I flew to New York. I didn’t make it before my father took his last breath, but I got to see his body before it was taken from his apartment. My sister, who is a doctor and usually the stoic one, wept. I just stood there in a state of morbid fascination. I had never seen a dead body up close before, let alone someone so familiar to me. His hair was still the same—thick, mostly brown—and my sister and I thanked him for our own abundant heads. His signature club thumbs, which were the only fat, brutish things about him, were the same as ever. But his mouth was open and drooped peculiarly to one side, and his skin was sucked into his skeleton like a vacuum storage bag. I felt guilty for not crying, but at least I got a reprieve from guessing how much longer I had to live.
He’d been dead for two hours when the “removal team” arrived from the Greenwich Village Funeral Home: two men in black suits, who put me in mind of the Blues Brothers. They suggested that we step into the other room while they transferred our father out of his rented hospital bed. I wasn’t sure whether this was because there might be bodily leakage or because of how disturbing it would be to see the person who’d raised us—whose shoulders we’d ridden on—zipped into a body bag that looked like it came from the props department of “Law & Order.” We sat on the couch with our stepmother and made small talk—partly, I’m sure, so that we wouldn’t hear the Blues Brothers working away in the bedroom.

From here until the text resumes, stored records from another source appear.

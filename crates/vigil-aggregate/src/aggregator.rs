//! Store-backed aggregation.

use crate::merge::merge;
use chrono::{DateTime, Utc};
use tracing::warn;
use vigil_core::{CombinedVerdict, EventId, Modality, PipelineConfig, SubAnalysis};
use vigil_store::EventRepo;

/// Loads the available sub-analyses for an event and merges them.
pub struct Aggregator {
    repo: EventRepo,
    config: PipelineConfig,
}

impl Aggregator {
    pub fn new(repo: EventRepo, config: PipelineConfig) -> Self {
        Self { repo, config }
    }

    fn load(&self, modality: Modality, event_id: &EventId) -> Option<SubAnalysis> {
        match self.repo.load_sub_analysis(modality, event_id) {
            Ok(found) => found,
            Err(e) => {
                // Fail-open toward lower severity: a lookup error is treated
                // as "not present". Known risk, hence the loud log line.
                warn!(
                    event_id = %event_id,
                    modality = %modality,
                    error = %e,
                    "sub-analysis lookup failed, treating modality as absent"
                );
                None
            }
        }
    }

    /// Merge whatever has landed for `event_id` and persist the verdict.
    ///
    /// Safe to invoke before both modalities have arrived; missing records
    /// degrade per the merge rules. A verdict write failure is logged and
    /// does not block the in-memory result.
    pub fn combine(&self, event_id: &EventId, now: DateTime<Utc>) -> CombinedVerdict {
        let audio = self.load(Modality::Audio, event_id);
        let video = self.load(Modality::Video, event_id);
        let verdict = merge(event_id, audio.as_ref(), video.as_ref(), &self.config, now);

        if let Err(e) = self.repo.put_verdict(&verdict) {
            warn!(event_id = %event_id, error = %e, "failed to persist combined verdict");
        }
        verdict
    }
}

#[cfg(test)]
mod tests {
    use super::*;
    use std::sync::Arc;
    use vigil_core::PriorityLevel;
    use vigil_store::{MemoryStore, ObjectStore};

    fn event_id() -> EventId {
        EventId::from_raw("20240101T120000Z")
    }

    #[test]
    fn combine_before_any_write_is_unknown() {
        let repo = EventRepo::new(Arc::new(MemoryStore::new()));
        let aggregator = Aggregator::new(repo, PipelineConfig::default());
        let verdict = aggregator.combine(&event_id(), Utc::now());
        assert_eq!(verdict.priority_level, PriorityLevel::Unknown);
    }

    #[test]
    fn combine_persists_verdict() {
        let store = Arc::new(MemoryStore::new());
        let repo = EventRepo::new(store.clone());
        let aggregator = Aggregator::new(repo.clone(), PipelineConfig::default());

        let analysis = SubAnalysis {
            event_id: event_id(),
            modality: Modality::Video,
            present: true,
            raw_indicators: vec!["person_lying_down".to_string()],
            safety_score: Some(20),
            person_count: Some(1),
            transcript: None,
            timestamp: Utc::now(),
        };
        repo.put_sub_analysis(&analysis).unwrap();

        let verdict = aggregator.combine(&event_id(), Utc::now());
        assert_eq!(verdict.priority_level, PriorityLevel::High);

        let stored = store
            .get("events/combined/20240101T120000Z.json")
            .unwrap()
            .expect("verdict persisted");
        let parsed: CombinedVerdict = serde_json::from_slice(&stored).unwrap();
        assert_eq!(parsed, verdict);
    }

    #[test]
    fn corrupt_sub_analysis_degrades_to_absent() {
        let store = Arc::new(MemoryStore::new());
        store
            .put("events/audio/20240101T120000Z.json", b"{broken")
            .unwrap();
        let aggregator = Aggregator::new(EventRepo::new(store), PipelineConfig::default());
        let verdict = aggregator.combine(&event_id(), Utc::now());
        assert_eq!(verdict.priority_level, PriorityLevel::Unknown);
        assert!(!verdict.has_audio);
    }
}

As soon as my dad’s corpse was out of sight, I was free to panic about my cancer again. In a few minutes, he would be carted away forever. My mind should’ve been flooded with memories, like the time he pulled the car over to make me and my sister listen to “Bad, Bad Leroy Brown,” followed by a disquisition on why Jim Croce was one of the great American lyricists, or the time he told me, at age eleven, that I should make my own living and never rely on a man for money.

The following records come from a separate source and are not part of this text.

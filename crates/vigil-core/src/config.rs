//! Pipeline configuration profiles.
//!
//! The exact MEDIUM/LOW boundary and the human-presence gate varied between
//! revisions of the production system, so both are tunables here rather
//! than constants.

use serde::{Deserialize, Serialize};
use std::time::Duration;

/// Tunables for one deployment of the correlation pipeline.
#[derive(Debug, Clone, Serialize, Deserialize)]
pub struct PipelineConfig {
    /// Correlation window size in seconds. Always at least 1.
    pub window_seconds: i64,

    /// Safety score below which an otherwise-LOW event escalates to MEDIUM.
    pub medium_score_threshold: u8,

    /// Whether frames with no detected person are discarded before the
    /// expensive analysis runs.
    pub presence_gate: bool,

    /// Minimum label confidence for the presence gate to count a person.
    pub person_confidence_threshold: f32,

    /// How far back historical context reaches, in hours.
    pub lookback_hours: i64,

    /// Maximum number of historical events embedded in the prompt.
    pub history_limit: usize,

    /// Delay before the single retry on a permission-denied speech call,
    /// in milliseconds.
    pub speech_retry_delay_ms: u64,

    /// Voice used for speech synthesis.
    pub voice_id: String,
}

impl Default for PipelineConfig {
    fn default() -> Self {
        Self {
            window_seconds: 30,
            medium_score_threshold: 75,
            presence_gate: true,
            person_confidence_threshold: 70.0,
            lookback_hours: 24,
            history_limit: 10,
            speech_retry_delay_ms: 5_000,
            voice_id: "Joanna".to_string(),
        }
    }
}

impl PipelineConfig {
    pub fn new() -> Self {
        Self::default()
    }

    /// Profile matching the legacy video-URI path: no presence gate, every
    /// frame runs the full analysis.
    pub fn ungated() -> Self {
        Self {
            presence_gate: false,
            ..Self::default()
        }
    }

    pub fn with_window_seconds(mut self, seconds: i64) -> Self {
        self.window_seconds = seconds.max(1);
        self
    }

    pub fn with_medium_score_threshold(mut self, threshold: u8) -> Self {
        self.medium_score_threshold = threshold;
        self
    }

    pub fn with_presence_gate(mut self, enabled: bool) -> Self {
        self.presence_gate = enabled;
        self
    }

    pub fn with_lookback_hours(mut self, hours: i64) -> Self {
        self.lookback_hours = hours;
        self
    }

    pub fn with_speech_retry_delay(mut self, delay: Duration) -> Self {
        self.speech_retry_delay_ms = delay.as_millis() as u64;
        self
    }

    /// Retry delay as a [`Duration`].
    pub fn speech_retry_delay(&self) -> Duration {
        Duration::from_millis(self.speech_retry_delay_ms)
    }
}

I tried to stop thinking about myself. I flipped through my stepmother’s hospice pamphlet—“Gone from My Sight: The Dying Experience”—in which the end-of-life expert Barbara Karnes outlines the process of “transitioning” week by week, up to the final minutes. I made a mental checklist of which milestones my mom had left to hit. Karnes encourages you to think of your loved one in the throes of death the same way you’d think of a chick struggling to hatch. The last couple of pages listed the rest of her œuvre, including “I Am Standing Upon the Seashore: End of Life Coloring Book.” It annoyed me that the hospice-industrial complex offered such rinky-dink leaflets to the bereaved. My mom’s team had at least given me a heftier brochure featuring tasteful photographs of lilacs; this one was literally stapled together, with cartoonish drawings like the ones on airplane safety cards that show your aircraft making a pleasant water landing.